Stored items
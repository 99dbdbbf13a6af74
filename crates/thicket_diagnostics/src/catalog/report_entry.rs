//! Failures attaching entries to the spec report.

use crate::diagnostic::Diagnostic;
use crate::markup::bold;
use std::fmt;
use thicket_source::CodeLocation;

const REPORT_ENTRY_DOC: &str = "attaching-data-to-reports";

/// `add_report_entry` was given more than one value.
///
/// `value` is the first unexpected extra value, shown with its `Debug` form.
pub fn too_many_report_entry_values(location: CodeLocation, value: impl fmt::Debug) -> Diagnostic {
    Diagnostic::new(
        "Too Many ReportEntry Values",
        format!(
            "{} can only be given one value. Got unexpected value: {value:?}",
            bold("add_report_entry"),
        ),
        REPORT_ENTRY_DOC,
        location,
    )
}

/// `add_report_entry` was called outside a running spec.
pub fn add_report_entry_not_during_run_phase(location: CodeLocation) -> Diagnostic {
    let call = bold("add_report_entry");
    Diagnostic::new(
        "Thicket detected an issue with your test structure",
        format!(
            "It looks like you are calling {call} outside of a running spec.  \
             Make sure you call {call} inside a runnable node such as it or before_each \
             and not inside the body of a container such as describe or context."
        ),
        REPORT_ENTRY_DOC,
        location,
    )
}
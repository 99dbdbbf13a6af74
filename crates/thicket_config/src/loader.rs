//! Configuration file loading.

use crate::error::ConfigError;
use crate::types::RunConfig;
use std::path::Path;

/// The file name looked up in a suite directory.
pub const CONFIG_FILE_NAME: &str = "thicket.toml";

/// Loads `thicket.toml` from a suite directory.
///
/// A directory without the file yields the default configuration.
pub fn load_config(suite_dir: &Path) -> Result<RunConfig, ConfigError> {
    let path = suite_dir.join(CONFIG_FILE_NAME);
    if !path.exists() {
        log::debug!("no {} in {}, using defaults", CONFIG_FILE_NAME, suite_dir.display());
        return Ok(RunConfig::default());
    }
    load_config_file(&path)
}

/// Loads a configuration from an explicit path, which must exist.
pub fn load_config_file(path: &Path) -> Result<RunConfig, ConfigError> {
    log::debug!("loading run configuration from {}", path.display());
    let content = std::fs::read_to_string(path)?;
    load_config_from_str(&content)
}

/// Parses a configuration from a string.
///
/// Only the syntax and types are checked; see
/// [`validate_config`](crate::validate_config) for the semantic checks,
/// which run after command-line overrides are applied.
pub fn load_config_from_str(content: &str) -> Result<RunConfig, ConfigError> {
    toml::from_str(content).map_err(|e| ConfigError::ParseError(e.to_string()))
}
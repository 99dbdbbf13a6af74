//! End-to-end scenarios: a caller detects a misuse, builds the diagnostic and renders it.

use std::sync::mpsc;
use std::thread;

use thicket_common::NodeKind;
use thicket_conformance::{current_location, earlier_location, every_diagnostic, plain};
use thicket_diagnostics::{catalog, markup, wire};
use thicket_source::CodeLocation;

#[test]
fn missing_body_function_exact_text() {
    let diag = catalog::missing_body_function(current_location(), NodeKind::It);
    assert_eq!(
        plain(&diag),
        "Missing Functions\n\
         suite_test.x:42\n\
         \x20 [It] node must be passed a single fn() - but none was passed in.\n\
         \n\
         \x20 Learn more at: https://thicket.rs/docs/#node-decoration-reference\n"
    );
}

#[test]
fn parallel_total_has_fixed_text_and_no_location() {
    let diag = catalog::invalid_parallel_total_configuration();
    let rendered = plain(&diag);
    assert!(rendered.starts_with("thicket.parallel.total must be >= 1\n  It looks like"));
    assert!(rendered.ends_with("  Learn more at: https://thicket.rs/docs/#parallel-specs\n"));
    assert_eq!(diag, catalog::invalid_parallel_total_configuration());
}

#[test]
fn focused_and_pending_names_the_container() {
    let diag = catalog::invalid_declaration_of_focused_and_pending(
        current_location(),
        NodeKind::Describe,
    );
    let rendered = plain(&diag);
    assert!(rendered.contains("[Describe]"));
    assert!(rendered.contains("At most one is allowed."));
    assert!(rendered.contains("suite_test.x:42"));
}

#[test]
fn duplicate_suite_node_cites_both_nodes_once() {
    let diag = catalog::multiple_before_suite_nodes(
        NodeKind::SynchronizedBeforeSuite,
        current_location(),
        NodeKind::BeforeSuite,
        earlier_location(),
    );
    let rendered = plain(&diag);
    assert_eq!(rendered.matches("[SynchronizedBeforeSuite]").count(), 1);
    assert_eq!(rendered.matches("[BeforeSuite]").count(), 1);
    assert_eq!(rendered.matches("setup_test.x:7").count(), 1);

    let current = rendered.find("[SynchronizedBeforeSuite]").unwrap();
    let earlier = rendered.find("[BeforeSuite]").unwrap();
    let earlier_at = rendered.find("setup_test.x:7").unwrap();
    assert!(current < earlier && earlier < earlier_at);
    assert!(rendered.contains("one suite setup node"));
}

#[test]
fn duplicate_suite_node_keeps_spaced_path_on_one_line() {
    let earlier = CodeLocation::new("/home/dev/My Projects/thicket suite/setup_test.rs", 7);
    let diag = catalog::multiple_before_suite_nodes(
        NodeKind::SynchronizedBeforeSuite,
        current_location(),
        NodeKind::BeforeSuite,
        earlier.clone(),
    );
    let rendered = plain(&diag);
    assert_eq!(rendered.matches(&earlier.to_string()).count(), 1);
    assert!(rendered
        .lines()
        .any(|line| line.trim_start().starts_with(&earlier.to_string())));
}

#[test]
fn duplicate_teardown_mentions_teardown() {
    let diag = catalog::multiple_after_suite_nodes(
        NodeKind::AfterSuite,
        current_location(),
        NodeKind::AfterSuite,
        earlier_location(),
    );
    let rendered = plain(&diag);
    assert_eq!(rendered.matches("[AfterSuite]").count(), 2);
    assert!(rendered.contains("one suite teardown node"));
}

#[test]
fn suite_nodes_link_by_kind() {
    let report = catalog::suite_node_in_nested_context(NodeKind::ReportAfterSuite, current_location());
    let setup = catalog::suite_node_in_nested_context(NodeKind::AfterSuite, current_location());
    assert_eq!(report.doc_link(), "generating-custom-reports-when-a-test-suite-completes");
    assert_eq!(setup.doc_link(), "global-setup-and-teardown-beforesuite-and-aftersuite");
}

#[test]
fn caught_panic_payload_is_shown() {
    let diag = catalog::caught_panic_during_build_phase(
        "index out of bounds: the len is 3 but the index is 7",
        current_location(),
    );
    assert!(plain(&diag).contains("index out of bounds: the len is 3 but the index is 7"));
}

#[test]
fn body_type_names_what_was_passed() {
    let diag = catalog::invalid_body_type("fn(&str) -> u8", current_location(), NodeKind::It);
    assert!(plain(&diag).contains("You passed fn(&str) -> u8 instead."));
}

#[test]
fn caller_location_is_rendered() {
    let location = CodeLocation::caller();
    let diag = catalog::pushing_node_in_run_phase(NodeKind::It, location.clone());
    let second = plain(&diag).lines().nth(1).map(String::from);
    assert_eq!(second, Some(location.to_string()));
    assert!(location.file.ends_with("catalog_scenarios.rs"));
}

#[test]
fn stripped_messages_have_no_markup() {
    for diag in every_diagnostic() {
        let stripped = markup::strip(diag.message());
        assert!(!stripped.contains("{{"), "{}", diag.heading());
        assert!(!stripped.contains("}}"), "{}", diag.heading());
    }
}

#[test]
fn every_anchor_is_a_slug() {
    for diag in every_diagnostic() {
        assert!(
            diag.doc_link()
                .chars()
                .all(|c| c.is_ascii_lowercase() || c.is_ascii_digit() || c == '-'),
            "{}",
            diag.heading()
        );
    }
}

#[test]
fn diagnostics_cross_threads_over_the_wire() {
    let (tx, rx) = mpsc::channel();
    let worker = thread::spawn(move || {
        for diag in every_diagnostic() {
            tx.send(wire::encode(&diag).unwrap()).unwrap();
        }
    });

    let received: Vec<_> = rx.iter().map(|frame| wire::decode(&frame).unwrap()).collect();
    worker.join().unwrap();

    let sent = every_diagnostic();
    assert_eq!(received, sent);
    for (got, want) in received.iter().zip(&sent) {
        assert_eq!(got.render(true), want.render(true));
    }
}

**TASK:**
Work out how many lines above include the string "must", then give that number alone.

**ANSWER TO THIS TASK:**
3